The harvesting and gathering of agricultural products into bulk accumulations on a commercial scale usually results in a certain percentage of undesirable materials intermixed with the desired agricultural product. The undesired material may include trash, debris, diseased product, and the like. Machines of varying effectiveness are known in the prior art for sorting the desired product from the undesirable material. In providing a sorting device, the goal is to eliminate as much of the undesirable material as possible with as little human labor and waste of desired product as possible.

The prior art contains a number of apparatus and processes for measuring constituents of samples, such as grains, for moisture, protein and oil content utilizing near-infrared radiation energy. For example, U.S. Pat. Nos. 4,466,076 and 4,627,008, both to Robert D. Rosenthal, the inventor of the present invention, disclose instruments that can measure constituents of a sample by transmitting near-infrared radiation energy through the sample. These instruments utilize a phenomenon that certain organic substances absorb energy in the near-infrared region of the spectrum. By measuring the amount of energy absorbed by the substances at specific wavelengths, precise quantitative measurements of the constituents of a produce can be determined. While such instruments have proven extremely useful for measuring one or more constituents of a particular sample, near-infrared light transmittance technology has not heretofore been suggested as suitable for separating desirable materials from mixtures that also contain undesirable materials.

SUMMARY OF THE INVENTION

The present invention provides a method and apparatus for sorting desirable pieces of material from undesirable materials present in mixtures of desirable and undesirable materials. In accordance with the invention, a piece of material from a mixture of pieces of desirable and undesirable materials is irradiated with a plurality of wavelengths of near-infrared radiation. Absorption by the piece of a plurality of wavelengths of near-infrared radiation is measured, and the measured absorptions are sequentially compared to a successive series of predetermined different absorption criteria, in a predetermined order. The criteria distinguish the desirable material from the undesirable material. If the piece fails any one criteria in the sequence, it is rejected. If, however, the piece passes all criteria in the sequence, it is accepted.

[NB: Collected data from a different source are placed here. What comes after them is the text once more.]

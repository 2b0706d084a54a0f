//! Deterministic in-process backends for tests and offline runs.

use std::hash::{Hash, Hasher};

use async_trait::async_trait;

use super::{CompletionClient, CompletionClientError, EmbeddingClient, EmbeddingClientError};

/// Embedding backend that derives a fixed-length vector from a hash of the
/// input text. Identical texts always map to identical vectors, across calls
/// and across processes.
#[derive(Debug, Clone)]
pub struct MockEmbeddingClient {
    dimensions: usize,
}

impl Default for MockEmbeddingClient {
    fn default() -> Self {
        Self::new()
    }
}

impl MockEmbeddingClient {
    pub fn new() -> Self {
        Self { dimensions: 16 }
    }

    #[must_use]
    pub fn with_dimensions(mut self, dimensions: usize) -> Self {
        self.dimensions = dimensions.max(1);
        self
    }

    fn vector_for(&self, text: &str) -> Vec<f32> {
        // DefaultHasher uses fixed keys, so this stays stable across runs.
        let mut hasher = std::collections::hash_map::DefaultHasher::new();
        text.hash(&mut hasher);
        let mut state = hasher.finish() | 1;
        (0..self.dimensions)
            .map(|_| {
                // xorshift over the hash: cheap, deterministic spread.
                state ^= state << 13;
                state ^= state >> 7;
                state ^= state << 17;
                ((state % 2_000) as f32 / 1_000.0) - 1.0
            })
            .collect()
    }
}

#[async_trait]
impl EmbeddingClient for MockEmbeddingClient {
    async fn embed(
        &self,
        _model: &str,
        inputs: &[String],
    ) -> Result<Vec<Vec<f32>>, EmbeddingClientError> {
        Ok(inputs.iter().map(|input| self.vector_for(input)).collect())
    }
}

/// Generation backend that returns a deterministic digest of its prompt,
/// with optional injected failures for exercising error paths.
#[derive(Debug, Clone, Default)]
pub struct MockCompletionClient {
    fail_marker: Option<String>,
}

impl MockCompletionClient {
    pub fn new() -> Self {
        Self::default()
    }

    /// Makes any call whose prompt contains `marker` fail with a request
    /// error, leaving all other calls untouched.
    #[must_use]
    pub fn fail_when_prompt_contains(mut self, marker: impl Into<String>) -> Self {
        self.fail_marker = Some(marker.into());
        self
    }
}

#[async_trait]
impl CompletionClient for MockCompletionClient {
    async fn complete(
        &self,
        model: &str,
        _system_prompt: &str,
        prompt: &str,
    ) -> Result<String, CompletionClientError> {
        if let Some(marker) = &self.fail_marker {
            if prompt.contains(marker) {
                return Err(CompletionClientError::Request(format!(
                    "injected failure: prompt contains '{marker}'"
                )));
            }
        }
        let digest: String = prompt.chars().take(120).collect();
        Ok(format!("[{model}] {digest}"))
    }
}

#[cfg(test)]
mod tests {
    use super::*;

    #[tokio::test]
    async fn mock_embeddings_are_deterministic() {
        let client = MockEmbeddingClient::new();
        let inputs = vec!["alpha".to_string(), "beta".to_string(), "alpha".to_string()];
        let first = client.embed("mock", &inputs).await.unwrap();
        let second = client.embed("mock", &inputs).await.unwrap();
        assert_eq!(first, second);
        assert_eq!(first[0], first[2]);
        assert_ne!(first[0], first[1]);
    }

    #[tokio::test]
    async fn mock_completion_fails_only_on_marker() {
        let client = MockCompletionClient::new().fail_when_prompt_contains("poison");
        assert!(client.complete("m", "sys", "clean text").await.is_ok());
        assert!(client.complete("m", "sys", "poison text").await.is_err());
    }
}
//! Full-pipeline integration tests over the deterministic mock backends.
//!
//! Everything here runs offline: embeddings come from the hash-based mock,
//! completions from the digest mock, so runs are reproducible end to end.

use std::sync::Arc;

use summarkov::{
    ChunkingConfig, ClusterFailurePolicy, EvaluationResult, MockCompletionClient,
    MockEmbeddingClient, Pipeline, PipelineConfig, PipelineError,
};

fn sample_document() -> String {
    let paragraphs: Vec<String> = (0..12)
        .map(|i| {
            format!(
                "Paragraph {i} dwells on subject {} with enough prose to fill a segment. \
                 It keeps adding clauses so the chunker has material to cut.",
                i % 3
            )
        })
        .collect();
    paragraphs.join("\n\n")
}

fn base_config() -> PipelineConfig {
    PipelineConfig::builder()
        .chunking(ChunkingConfig {
            max_length: 160,
            overlap: 10,
            ..ChunkingConfig::default()
        })
        .cluster_count(3)
        .top_k(4)
        .seed(42)
        .build()
}

fn mock_pipeline(completions: MockCompletionClient) -> Pipeline {
    Pipeline::new(Arc::new(MockEmbeddingClient::new()), Arc::new(completions))
}

#[tokio::test]
async fn run_produces_summary_and_report() {
    let pipeline = mock_pipeline(MockCompletionClient::new());
    let outcome = pipeline
        .run(&sample_document(), &base_config())
        .await
        .unwrap();

    assert!(!outcome.summary.is_empty());
    assert!(outcome.report.segment_count >= 3);
    assert_eq!(outcome.report.cluster_count, 3);
    assert!(outcome.report.skipped_clusters.is_empty());
    assert!(outcome.report.ranking_converged);
}

#[tokio::test]
async fn no_reference_leaves_evaluation_empty() {
    let pipeline = mock_pipeline(MockCompletionClient::new());
    let outcome = pipeline
        .run(&sample_document(), &base_config())
        .await
        .unwrap();
    assert_eq!(outcome.evaluation, EvaluationResult::default());
}

#[tokio::test]
async fn identical_runs_are_identical() {
    let pipeline = mock_pipeline(MockCompletionClient::new());
    let mut config = base_config();
    config.reference_summary = Some("Twelve paragraphs circle three recurring subjects.".into());

    let document = sample_document();
    let first = pipeline.run(&document, &config).await.unwrap();
    let second = pipeline.run(&document, &config).await.unwrap();

    assert_eq!(first.summary, second.summary);
    assert_eq!(first.evaluation, second.evaluation);
    assert_eq!(first.report.segment_count, second.report.segment_count);
    assert_eq!(first.report.cluster_count, second.report.cluster_count);
}

#[tokio::test]
async fn reference_enables_all_metric_families() {
    let pipeline = mock_pipeline(MockCompletionClient::new());
    let mut config = base_config();
    config.reference_summary = Some("Twelve paragraphs circle three recurring subjects.".into());

    let outcome = pipeline.run(&sample_document(), &config).await.unwrap();
    assert!(outcome.evaluation.lexical.is_some());
    assert!(outcome.evaluation.semantic_similarity.is_some());
    assert!(outcome.evaluation.coherence.is_some());
    assert!(outcome.evaluation.composite.is_some());
}

#[tokio::test]
async fn empty_document_is_rejected() {
    let pipeline = mock_pipeline(MockCompletionClient::new());
    let err = pipeline.run("   \n  ", &base_config()).await.unwrap_err();
    assert!(matches!(err, PipelineError::UnsupportedInput(_)));
}

#[tokio::test]
async fn invalid_overlap_fails_before_any_call() {
    let pipeline = mock_pipeline(MockCompletionClient::new());
    let config = PipelineConfig::builder()
        .chunking(ChunkingConfig {
            max_length: 100,
            overlap: 100,
            ..ChunkingConfig::default()
        })
        .build();
    let err = pipeline
        .run(&sample_document(), &config)
        .await
        .unwrap_err();
    assert!(matches!(err, PipelineError::InvalidConfig(_)));
}

#[tokio::test]
async fn abort_policy_surfaces_the_failing_cluster() {
    let mut document = sample_document();
    document.push_str("\n\nThe final paragraph mentions the poisonword and nothing else of note.");

    let pipeline = mock_pipeline(
        MockCompletionClient::new().fail_when_prompt_contains("poisonword"),
    );
    let err = pipeline.run(&document, &base_config()).await.unwrap_err();
    match err {
        PipelineError::ClusterSummary { message, .. } => {
            assert!(message.contains("poisonword"));
        }
        other => panic!("expected ClusterSummary, got {other:?}"),
    }
}

#[tokio::test]
async fn skip_policy_reports_skipped_clusters_and_still_summarizes() {
    let mut document = sample_document();
    document.push_str("\n\nThe final paragraph mentions the poisonword and nothing else of note.");

    let mut config = base_config();
    config.failure_policy = ClusterFailurePolicy::Skip;

    let pipeline = mock_pipeline(
        MockCompletionClient::new().fail_when_prompt_contains("poisonword"),
    );
    let outcome = pipeline.run(&document, &config).await.unwrap();

    assert!(!outcome.summary.is_empty());
    assert_eq!(outcome.report.skipped_clusters.len(), 1);
    assert!(outcome.report.skipped_clusters[0]
        .message
        .contains("poisonword"));
}

#[tokio::test]
async fn all_clusters_failing_escalates_to_document_summary_error() {
    // Every paragraph carries the marker, so every cluster call fails.
    let document: String = (0..6)
        .map(|i| format!("Chronicle entry {i} records the same chronicle word again."))
        .collect::<Vec<_>>()
        .join("\n\n");

    let mut config = base_config();
    config.failure_policy = ClusterFailurePolicy::Skip;

    let pipeline =
        mock_pipeline(MockCompletionClient::new().fail_when_prompt_contains("hronicle"));
    let err = pipeline.run(&document, &config).await.unwrap_err();
    assert!(matches!(err, PipelineError::DocumentSummary { .. }));
}

#[tokio::test]
async fn more_clusters_than_segments_collapses_to_singletons() {
    let pipeline = mock_pipeline(MockCompletionClient::new());
    let config = PipelineConfig::builder()
        .chunking(ChunkingConfig {
            max_length: 5_000,
            overlap: 0,
            ..ChunkingConfig::default()
        })
        .cluster_count(8)
        .top_k(3)
        .build();

    // Fits one segment, so exactly one singleton cluster survives.
    let outcome = pipeline
        .run("A single short document that fits one segment.", &config)
        .await
        .unwrap();
    assert_eq!(outcome.report.segment_count, 1);
    assert_eq!(outcome.report.cluster_count, 1);
}
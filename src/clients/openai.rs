//! OpenAI-compatible HTTP client.
//!
//! Talks to any backend exposing the `/embeddings` and `/chat/completions`
//! surface: OpenAI itself, or a local Ollama instance through its
//! compatibility layer. One struct implements both collaborator traits so a
//! single handle can serve the whole pipeline.

use async_trait::async_trait;
use serde::{Deserialize, Serialize};
use url::Url;

use super::{CompletionClient, CompletionClientError, EmbeddingClient, EmbeddingClientError};

/// HTTP client for OpenAI-compatible embedding and chat endpoints.
#[derive(Debug, Clone)]
pub struct OpenAiCompatClient {
    http: reqwest::Client,
    base_url: Url,
    api_key: Option<String>,
}

impl OpenAiCompatClient {
    /// Creates a client rooted at `base_url`, e.g.
    /// `http://localhost:11434/v1` for Ollama or `https://api.openai.com/v1`.
    pub fn new(base_url: Url) -> Self {
        Self {
            http: reqwest::Client::new(),
            base_url,
            api_key: None,
        }
    }

    /// Sets the bearer token sent with every request.
    #[must_use]
    pub fn with_api_key(mut self, api_key: impl Into<String>) -> Self {
        self.api_key = Some(api_key.into());
        self
    }

    /// Replaces the underlying HTTP client, e.g. to configure timeouts.
    #[must_use]
    pub fn with_http_client(mut self, http: reqwest::Client) -> Self {
        self.http = http;
        self
    }

    fn endpoint(&self, segments: &[&str]) -> Result<Url, String> {
        let mut url = self.base_url.clone();
        url.path_segments_mut()
            .map_err(|_| format!("base URL '{}' cannot carry a path", self.base_url))?
            .pop_if_empty()
            .extend(segments);
        Ok(url)
    }

    async fn post_json<B: Serialize>(
        &self,
        segments: &[&str],
        body: &B,
    ) -> Result<reqwest::Response, String> {
        let url = self.endpoint(segments)?;
        let mut request = self.http.post(url).json(body);
        if let Some(api_key) = &self.api_key {
            request = request.bearer_auth(api_key);
        }
        let response = request.send().await.map_err(|err| err.to_string())?;
        let status = response.status();
        if !status.is_success() {
            let detail = response.text().await.unwrap_or_default();
            return Err(format!("{status}: {detail}"));
        }
        Ok(response)
    }
}

#[derive(Serialize)]
struct EmbeddingsRequest<'a> {
    model: &'a str,
    input: &'a [String],
}

#[derive(Deserialize)]
struct EmbeddingsResponse {
    data: Vec<EmbeddingRow>,
}

#[derive(Deserialize)]
struct EmbeddingRow {
    index: usize,
    embedding: Vec<f32>,
}

#[async_trait]
impl EmbeddingClient for OpenAiCompatClient {
    async fn embed(
        &self,
        model: &str,
        inputs: &[String],
    ) -> Result<Vec<Vec<f32>>, EmbeddingClientError> {
        if inputs.is_empty() {
            return Ok(Vec::new());
        }
        let response = self
            .post_json(&["embeddings"], &EmbeddingsRequest { model, input: inputs })
            .await
            .map_err(EmbeddingClientError::Request)?;
        let mut parsed: EmbeddingsResponse = response
            .json()
            .await
            .map_err(|err| EmbeddingClientError::InvalidResponse(err.to_string()))?;
        if parsed.data.len() != inputs.len() {
            return Err(EmbeddingClientError::CountMismatch {
                expected: inputs.len(),
                got: parsed.data.len(),
            });
        }
        // The index field restores input order regardless of response order.
        parsed.data.sort_by_key(|row| row.index);
        Ok(parsed.data.into_iter().map(|row| row.embedding).collect())
    }
}

#[derive(Serialize)]
struct ChatRequest<'a> {
    model: &'a str,
    messages: Vec<ChatMessage<'a>>,
}

#[derive(Serialize)]
struct ChatMessage<'a> {
    role: &'a str,
    content: &'a str,
}

#[derive(Deserialize)]
struct ChatResponse {
    choices: Vec<ChatChoice>,
}

#[derive(Deserialize)]
struct ChatChoice {
    message: ChatChoiceMessage,
}

#[derive(Deserialize)]
struct ChatChoiceMessage {
    content: Option<String>,
}

#[async_trait]
impl CompletionClient for OpenAiCompatClient {
    async fn complete(
        &self,
        model: &str,
        system_prompt: &str,
        prompt: &str,
    ) -> Result<String, CompletionClientError> {
        let request = ChatRequest {
            model,
            messages: vec![
                ChatMessage {
                    role: "system",
                    content: system_prompt,
                },
                ChatMessage {
                    role: "user",
                    content: prompt,
                },
            ],
        };
        let response = self
            .post_json(&["chat", "completions"], &request)
            .await
            .map_err(CompletionClientError::Request)?;
        let parsed: ChatResponse = response
            .json()
            .await
            .map_err(|err| CompletionClientError::InvalidResponse(err.to_string()))?;
        parsed
            .choices
            .into_iter()
            .next()
            .and_then(|choice| choice.message.content)
            .filter(|content| !content.is_empty())
            .ok_or(CompletionClientError::EmptyResponse)
    }
}
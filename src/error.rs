//! Crate-wide error taxonomy.
//!
//! Configuration and input errors fail fast, before any external call.
//! External-service errors carry enough context (cluster id, stage) to tell
//! which part of the run failed. Evaluation never produces a
//! [`PipelineError`]; missing or malformed references degrade the evaluation
//! output instead.

use thiserror::Error;

use crate::clients::EmbeddingClientError;

/// Errors a pipeline run can surface to the caller.
#[derive(Debug, Error)]
pub enum PipelineError {
    /// Bad chunking or ranking parameters. Raised before any external call
    /// and not recoverable within the pipeline.
    #[error("invalid configuration: {0}")]
    InvalidConfig(String),

    /// The embedding service failed. The run is aborted; partial results are
    /// never returned.
    #[error("embedding service failure: {0}")]
    EmbeddingService(#[from] EmbeddingClientError),

    /// A per-cluster generation call failed, tagged with the cluster id.
    ///
    /// Under [`ClusterFailurePolicy::Skip`](crate::pipeline::ClusterFailurePolicy)
    /// this is downgraded to an entry in the run report instead.
    #[error("cluster {cluster_id} summarization failed: {message}")]
    ClusterSummary { cluster_id: usize, message: String },

    /// The document-level aggregation call failed, or every cluster call
    /// failed in best-effort mode and nothing was left to aggregate.
    #[error("document summary generation failed: {message}")]
    DocumentSummary { message: String },

    /// Unrecognized file type, malformed document text, or an out-of-range
    /// benchmark lookup.
    #[error("unsupported input: {0}")]
    UnsupportedInput(String),

    /// Filesystem failure while reading an input document or dataset split.
    #[error(transparent)]
    Io(#[from] std::io::Error),
}
impl Pipeline {
    pub fn new(
        embeddings: Arc<dyn EmbeddingClient>,
        completions: Arc<dyn CompletionClient>,
    ) -> Self {
        Self {
            embeddings,
            completions,
        }
    }

    /// Runs the full pipeline on `document`.
    ///
    /// Returns either a complete [`PipelineOutcome`] or a single categorized
    /// [`PipelineError`] naming the stage that failed. With identical
    /// configuration, seed, and collaborator responses, two runs over the
    /// same document produce identical summaries and scores.
    pub async fn run(
        &self,
        document: &str,
        config: &PipelineConfig,
    ) -> Result<PipelineOutcome, PipelineError> {
        config.validate()?;
        if document.trim().is_empty() {
            return Err(PipelineError::UnsupportedInput(
                "document text is empty".into(),
            ));
        }
        let started = Instant::now();

        // Chunk.
        let mut segments = match config.chunking.strategy {
            ChunkingStrategy::Recursive => chunk_recursive(document, &config.chunking),
            ChunkingStrategy::Semantic => {
                chunk_semantic(
                    document,
                    &config.chunking,
                    self.embeddings.as_ref(),
                    &config.embedding_model,
                )
                .await?
            }
        };
        if segments.is_empty() {
            return Err(PipelineError::UnsupportedInput(
                "document produced no segments".into(),
            ));
        }
        debug!(segments = segments.len(), "chunking complete");

        // Embed all segments in one batch; a service failure aborts the run.
        let inputs: Vec<String> = segments
            .iter()
            .map(|segment| segment.content.clone())
            .collect();
        let vectors = self
            .embeddings
            .embed(&config.embedding_model, &inputs)
            .await?;
        if vectors.len() != segments.len() {
            return Err(EmbeddingClientError::CountMismatch {
                expected: segments.len(),
                got: vectors.len(),
            }
            .into());
        }
        for (segment, vector) in segments.iter_mut().zip(vectors) {
            segment.embedding = Some(vector);
        }
        let views: Vec<&[f32]> = segments
            .iter()
            .filter_map(|segment| segment.embedding.as_deref())
            .collect();
        debug_assert_eq!(views.len(), segments.len());

        // Rank every segment by the stationary distribution of the
        // similarity chain: centrality, not position.
        let transition = similarity_matrix(&views).into_stochastic();
        let stationary = stationary_distribution(
            &transition,
            config.stationary_tolerance,
            config.stationary_max_iterations,
        );
        if !stationary.converged {
            warn!(
                iterations = stationary.iterations,
                delta = stationary.delta,
                "stationary distribution did not converge; using best approximation"
            );
        }

        // Cluster, then pick each cluster's top-k segments so no cluster is
        // starved by a globally dominant region.
        let clusters = cluster_embeddings(&views, config.cluster_count, config.seed);
        let ordered = order_for_aggregation(&clusters, &stationary.scores);
        let selections: Vec<(usize, String)> = ordered
            .iter()
            .map(|cluster| {
                (
                    cluster.id,
                    cluster_prompt_body(cluster, &segments, &stationary.scores, config.top_k),
                )
            })
            .collect();
        debug!(clusters = clusters.len(), "segment selection complete");

        // Fan out one generation call per cluster; collect in cluster order.
        let mut join_set: JoinSet<(usize, usize, Result<String, String>)> = JoinSet::new();
        for (position, (cluster_id, body)) in selections.iter().enumerate() {
            let completions = Arc::clone(&self.completions);
            let model = config.completion_model.clone();
            let system_prompt = config.cluster_prompt.clone();
            let cluster_id = *cluster_id;
            let body = body.clone();
            join_set.spawn(async move {
                let result = completions
                    .complete(&model, &system_prompt, &body)
                    .await
                    .map_err(|err| err.to_string());
                (position, cluster_id, result)
            });
        }

        // Drain the whole set before acting on failures: in-flight calls run
        // to completion regardless of sibling outcomes.
        let mut slots: Vec<Option<String>> = vec![None; selections.len()];
        let mut failures: Vec<ClusterFailure> = Vec::new();
        while let Some(joined) = join_set.join_next().await {
            let (position, cluster_id, result) = joined.map_err(|err| {
                PipelineError::DocumentSummary {
                    message: format!("cluster summarization task aborted: {err}"),
                }
            })?;
            match result {
                Ok(text) => slots[position] = Some(text),
                Err(message) => failures.push(ClusterFailure {
                    cluster_id,
                    message,
                }),
            }
        }
        failures.sort_by_key(|failure| failure.cluster_id);

        if let Some(failure) = failures.first() {
            match config.failure_policy {
                ClusterFailurePolicy::Abort => {
                    return Err(PipelineError::ClusterSummary {
                        cluster_id: failure.cluster_id,
                        message: failure.message.clone(),
                    });
                }
                ClusterFailurePolicy::Skip => {
                    for failure in &failures {
                        warn!(
                            cluster_id = failure.cluster_id,
                            message = %failure.message,
                            "cluster summary skipped"
                        );
                    }
                }
            }
        }

        let cluster_summaries: Vec<String> = slots.into_iter().flatten().collect();
        if cluster_summaries.is_empty() {
            return Err(PipelineError::DocumentSummary {
                message: format!(
                    "all {} cluster summarization calls failed",
                    selections.len()
                ),
            });
        }

        // Aggregate into the final document summary.
        let body = aggregation_prompt_body(&config.aggregation_instructions, &cluster_summaries);
        let summary = self
            .completions
            .complete(&config.completion_model, &config.document_prompt, &body)
            .await
            .map_err(|err| PipelineError::DocumentSummary {
                message: err.to_string(),
            })?;
        debug!(length = summary.len(), "document summary generated");

        // Evaluation degrades gracefully and never fails the run.
        let evaluation = evaluate(
            &summary,
            config.reference_summary.as_deref(),
            self.embeddings.as_ref(),
            &config.embedding_model,
            &config.composite_weights,
        )
        .await;

        Ok(PipelineOutcome {
            summary,
            evaluation,
            report: PipelineReport {
                segment_count: segments.len(),
                cluster_count: clusters.len(),
                ranking_converged: stationary.converged,
                ranking_iterations: stationary.iterations,
                skipped_clusters: failures,
                duration_ms: started.elapsed().as_millis() as u64,
            },
        })
    }
}
//! Markov-chain cluster summarization for long documents.
//!
//! LLM summarizers under-weight content that sits far from a document's
//! start and end. This crate counters that positional bias by selecting
//! what to summarize through graph centrality instead of position: segments
//! are embedded, clustered, and ranked by the stationary distribution of a
//! similarity-weighted Markov chain, and only each cluster's most central
//! segments reach the generation model.
//!
//! ```text
//! Document ──► chunking ──► EmbeddingClient ──► clustering
//!                                  │                │
//!                          ranking (stationary      │
//!                          distribution, top-k) ◄───┘
//!                                  │
//!               CompletionClient fan-out (one call per cluster)
//!                                  │
//!                 aggregation ──► evaluation ──► PipelineOutcome
//! ```
//!
//! # Quick start
//!
//! ```rust,no_run
//! use std::sync::Arc;
//! use summarkov::{
//!     MockCompletionClient, MockEmbeddingClient, Pipeline, PipelineConfig,
//! };
//!
//! # async fn run() -> Result<(), summarkov::PipelineError> {
//! let pipeline = Pipeline::new(
//!     Arc::new(MockEmbeddingClient::new()),
//!     Arc::new(MockCompletionClient::new()),
//! );
//! let config = PipelineConfig::builder()
//!     .cluster_count(4)
//!     .top_k(10)
//!     .reference_summary("A human-written reference, if one exists.")
//!     .build();
//! let outcome = pipeline.run("the full document text…", &config).await?;
//! println!("{}", outcome.summary);
//! # Ok(())
//! # }
//! ```
//!
//! Swap the mocks for [`OpenAiCompatClient`] to drive a real backend: any
//! endpoint speaking the OpenAI embedding/chat surface, including Ollama's
//! compatibility layer.

pub mod chunking;
pub mod clients;
pub mod clustering;
pub mod dataset;
pub mod error;
pub mod evaluation;
pub mod extract;
pub mod pipeline;
pub mod ranking;
pub mod vectors;

pub use chunking::{ChunkingConfig, ChunkingStrategy, Segment};
pub use clients::{
    CompletionClient, CompletionClientError, EmbeddingClient, EmbeddingClientError,
    MockCompletionClient, MockEmbeddingClient, OpenAiCompatClient,
};
pub use clustering::Cluster;
pub use dataset::{BenchmarkCorpus, BenchmarkExample};
pub use error::PipelineError;
pub use evaluation::{CompositeWeights, EvaluationResult, LexicalOverlap};
pub use extract::extract_file_text;
pub use pipeline::{
    ClusterFailure, ClusterFailurePolicy, Pipeline, PipelineConfig, PipelineOutcome,
    PipelineReport,
};
pub use ranking::{SquareMatrix, StationaryResult};
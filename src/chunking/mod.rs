//! Document segmentation.
//!
//! Two strategies produce the [`Segment`] sequence the rest of the pipeline
//! operates on:
//!
//! - [`ChunkingStrategy::Recursive`] splits on a separator hierarchy
//!   (paragraph break, line break, sentence end, word boundary, hard cut)
//!   and prefixes each segment after the first with exactly
//!   [`ChunkingConfig::overlap`] characters of its predecessor, so the
//!   concatenation minus overlaps reconstructs the document.
//! - [`ChunkingStrategy::Semantic`] embeds sentence windows, detects
//!   cosine-distance discontinuities between adjacent windows, and cuts at
//!   the detected topic shifts with `max_length` as a soft cap. Overlap is
//!   not enforced.
//!
//! Segments cover the document in order; indices are original document
//! order. All lengths are characters, matching the units callers see in the
//! document text.

mod recursive;
mod semantic;

pub use recursive::chunk_recursive;
pub use semantic::chunk_semantic;

pub(crate) use semantic::split_sentences;

use serde::{Deserialize, Serialize};

use crate::error::PipelineError;

/// Which segmentation strategy a run uses.
#[derive(Debug, Clone, Copy, PartialEq, Eq, Default, Serialize, Deserialize)]
#[serde(rename_all = "snake_case")]
pub enum ChunkingStrategy {
    /// Separator-hierarchy splitting with a fixed character overlap.
    #[default]
    Recursive,
    /// Embedding-discontinuity splitting at topic shifts.
    Semantic,
}

/// Parameters governing segmentation.
#[derive(Debug, Clone, Serialize, Deserialize)]
pub struct ChunkingConfig {
    pub strategy: ChunkingStrategy,
    /// Hard cap on segment length (characters) under the recursive strategy,
    /// soft cap under the semantic strategy.
    pub max_length: usize,
    /// Characters shared between consecutive recursive segments. Ignored by
    /// the semantic strategy.
    pub overlap: usize,
    /// Sentences per embedding window for semantic breakpoint detection.
    pub sentence_window: usize,
    /// Percentile of adjacent-window cosine distance above which a topic
    /// shift is assumed, in `(0, 1]`.
    pub breakpoint_percentile: f64,
}

impl Default for ChunkingConfig {
    fn default() -> Self {
        Self {
            strategy: ChunkingStrategy::Recursive,
            max_length: 500,
            overlap: 20,
            sentence_window: 3,
            breakpoint_percentile: 0.9,
        }
    }
}

impl ChunkingConfig {
    /// Rejects parameter combinations the splitters cannot honor. Runs
    /// before any external call.
    pub fn validate(&self) -> Result<(), PipelineError> {
        if self.max_length == 0 {
            return Err(PipelineError::InvalidConfig(
                "max_length must be greater than zero".into(),
            ));
        }
        if self.overlap >= self.max_length {
            return Err(PipelineError::InvalidConfig(format!(
                "overlap ({}) must be smaller than max_length ({})",
                self.overlap, self.max_length
            )));
        }
        if self.sentence_window == 0 {
            return Err(PipelineError::InvalidConfig(
                "sentence_window must be greater than zero".into(),
            ));
        }
        if !(self.breakpoint_percentile > 0.0 && self.breakpoint_percentile <= 1.0) {
            return Err(PipelineError::InvalidConfig(format!(
                "breakpoint_percentile ({}) must be in (0, 1]",
                self.breakpoint_percentile
            )));
        }
        Ok(())
    }
}

/// A contiguous span of document text with a stable document-order index.
#[derive(Debug, Clone, PartialEq, Serialize, Deserialize)]
pub struct Segment {
    /// Position in the original document order.
    pub index: usize,
    /// Byte offset where `content` starts in the source text (for recursive
    /// segments past the first, this includes the overlap prefix).
    pub offset: usize,
    pub content: String,
    /// Populated once the embedding stage has run.
    #[serde(skip_serializing_if = "Option::is_none")]
    pub embedding: Option<Vec<f32>>,
}

impl Segment {
    pub fn new(index: usize, offset: usize, content: impl Into<String>) -> Self {
        Self {
            index,
            offset,
            content: content.into(),
            embedding: None,
        }
    }

    /// Segment length in characters.
    pub fn len(&self) -> usize {
        self.content.chars().count()
    }

    pub fn is_empty(&self) -> bool {
        self.content.is_empty()
    }
}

BRIEF DESCRIPTION OF THE DRAWINGS

FIG. 1 is a schematic illustration of an apparatus for performing the method of the present invention.

FIG. 2 is a flow chart for sorting of almonds via successive criteria in accordance with the present invention.

DETAILED DESCRIPTION OF THE PREFERRED EMBODIMENT

The present invention is useful for sorting of commodities, such as almonds, green beans and the like, that after harvesting the gathering in bulk contain a certain percentage of contaminants such as trash, debris, and diseased or insect-damaged product.

In FIG. 1, a mixture of desirable materials such as almonds 10 and undesirable materials 12, such as almond by-products, trash, debris and insect damaged or diseased almonds, are singulated (i.e., arranged in single file) on a suitable conveying means 14 for placing the pieces in position for near-infrared analysis. A plurality of infrared emitting diodes (IREDs) 16 are positioned for irradiating the pieces of material with near-infrared radiation through a near-infrared-transparent window 18 as each piece of material is positioned in front of window 18. Each piece of material is irradiated with a plurality of wavelengths of near-infrared radiation from the IREDs. The near-infrared radiation wavelength range is from about 740 to about 1100 nanometers. In the illustrated embodiment, each piece is simultaneously irradiated at each of the preselected wavelengths by the IREDs 16.

The near-infrared radiation emitted from IREDs 16 impinges on the sample piece being analyzed, and a certain portion of the energy is transmitted through the sample while some of the energy is absorbed by the sample. Energy that is transmitted through the sample passes through near-infrared transparent window 20 and is measured by near-infrared radiation detectors 22 at a plurality of wavelengths. Each detector 22 is provided with a narrow bandpass filter 24 that allows energy of the particular wavelength being measured to pass through the respective detector.

The absorption of particular wavelengths measured by detectors 22 is sequentially compared to a successive series of predetermined different absorption criteria in a predetermined order by sensor-control/microcomputer 30. The particular criteria selected distinguish the desirable material from undesirable material. The particular criteria selected will depend upon the material being sorted. Also, the sequence that the measured absorptions are compared to the different criteria can vary, depending upon the material being sorted.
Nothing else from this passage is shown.